Afghan families fleeing persecution from the Taliban after helping the British have been warned they face being evicted by the Home Office from the seaside hotel that the Government department placed them into.
A meeting of North Yorkshire Council’s corporate and partnerships scrutiny committee heard the authority’s officers were planning “for the worst case scenario” where up to 90 people still living at the bridging hotel in Scarborough would become homeless on August 16.
Councillors were told the authority’s officers were planning “for the worst case scenario” where up to 90 people still living at the bridging hotel in Scarborough would become homeless on August 16.
Councillors said they were worried a load of the refugees would “present as homeless” in the coming months after hearing the Home Office was determined to close all its controversial refugee bridging hotels before the end of October.
Officers told the committee in recent years refugees had been impacted by “a tunnel of chaos” and while poor countries surrounding the turmoil were still taking the majority of refugees, with nearly four million in Turkey alone, some councils had not taken any refugees.
The meeting in County Hall, Northallerton heard North Yorkshire was taking part in several different schemes to offer homes for refugees, including one in which well over a thousand Ukrainians had arrived in the county.
Although North Yorkshire’s councils had agreed to find homes for 200 people by 2024, the Home Office had put a hold on new cases coming through due to difficulties finding suitable accommodation.
The meeting heard North Yorkshire Council was awaiting awaiting ministerial sign off on taking more refugees, but market towns such as Malton and Richmond were not suitable for the refugees as some had significant medical needs and would be too remote from hospitals.
An officer added: “We constantly find problems in terms of the Home Office not paying us on time. Well, they have never paid us on time, but now it’s getting months and months and months before we get a payment.
“For example, we had some Afghan families arrive January 2022. We only got a first month’s instalment about three months ago. We’ve also got special educational needs and disability cases we can claim exceptional needs expenditure – we’ve been waiting over 12 months for that.
“The Home Office really have not geared up. They’ve not resourced up and of course there’s the other crises, the Afghan crisis, the Ukrainian crisis as well which they are now dealing with. But it does cause issues. If we didn’t have economies of scale there would be serious issues there.”

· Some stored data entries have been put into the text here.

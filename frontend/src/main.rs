mod api;
mod components;
mod pages;

use yew::prelude::*;
use yew_router::prelude::*;

use components::footer::Footer;
use components::navbar::Navbar;
use pages::about::About;
use pages::contact::Contact;
use pages::dashboard::Dashboard;
use pages::home::Home;
use pages::login::Login;
use pages::not_found::NotFound;
use pages::signup::Signup;
use pages::upload::Upload;

#[derive(Clone, Routable, PartialEq)]
pub enum Route {
    #[at("/")]
    Home,
    #[at("/about")]
    About,
    #[at("/contact")]
    Contact,
    #[at("/signup")]
    Signup,
    #[at("/login")]
    Login,
    #[at("/upload")]
    Upload,
    #[at("/dashboard")]
    Dashboard,
    #[not_found]
    #[at("/404")]
    NotFound,
}

fn switch(route: Route) -> Html {
    match route {
        Route::Home => html! { <Home /> },
        Route::About => html! { <About /> },
        Route::Contact => html! { <Contact /> },
        Route::Signup => html! { <Signup /> },
        Route::Login => html! { <Login /> },
        Route::Upload => html! { <Upload /> },
        Route::Dashboard => html! { <Dashboard /> },
        Route::NotFound => html! { <NotFound /> },
    }
}

#[function_component(App)]
fn app() -> Html {
    html! {
        <BrowserRouter>
            <Navbar />
            <main class="main-content">
                <Switch<Route> render={switch} />
            </main>
            <Footer />
        </BrowserRouter>
    }
}

fn main() {
    wasm_logger::init(wasm_logger::Config::default());
    log::info!("App starting...");
    yew::Renderer::<App>::new().render();
}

With the scheme to resettle Afghans facing persecution from the Taliban due to their involvement with the British embassy or Army, the use of hotels had been “far from ideal”, the meeting was told, but had been the only option as it had been an emergency evacuation.
The meeting heard there was Home Office funding to help new families out, providing incentives to landlords, but there was not enough affordable private rented accommodation, particularly for large Afghan families of up to 13.
In addition, officers said despite the volunteer support for the families in the county being “second to none” there was an “unwillingless” among some Afghan families to live in North Yorkshire, as there were established Afghan communities in cities like Leeds and Manchester, which were already running at capacity for taking refugees.
An officer said many of the Afghan families had been under the impression they would have lots of choices about where they were going to live, but in reality they were offered two properties, and told if they did not accept one they would face eviction from the hotel within 56 days. However, no evictions have taken place.
The meeting heard the council was waiting to hear from Government about what its evictions policy towards the refugees, that the Home Office had already stated it would implement evictions this time and about concerns some people might choose to squat at the hotel.
One officer told the meeting the council’s housing team had given “quite a blunt presentation” at the hotel about homelessness, which came as a shock to the Afghan families.
He added: “I don’t think the Home Office have been clear enough about the implications. The [eviction] letter that families got sent wasn’t translated. It was very legalistic, I kept on having to read it myself.”
A Home Office spokesperson said: “Financial support for North Yorkshire is managed on behalf of the Home Office by Migration Yorkshire, a local authority-led partnership which works across the whole of the Yorkshire and Humber region.
“There has been no delay on the part of the Home Office to release these funds and we will be contacting Migration Yorkshire to check that all financial support for the local authority has been delivered.”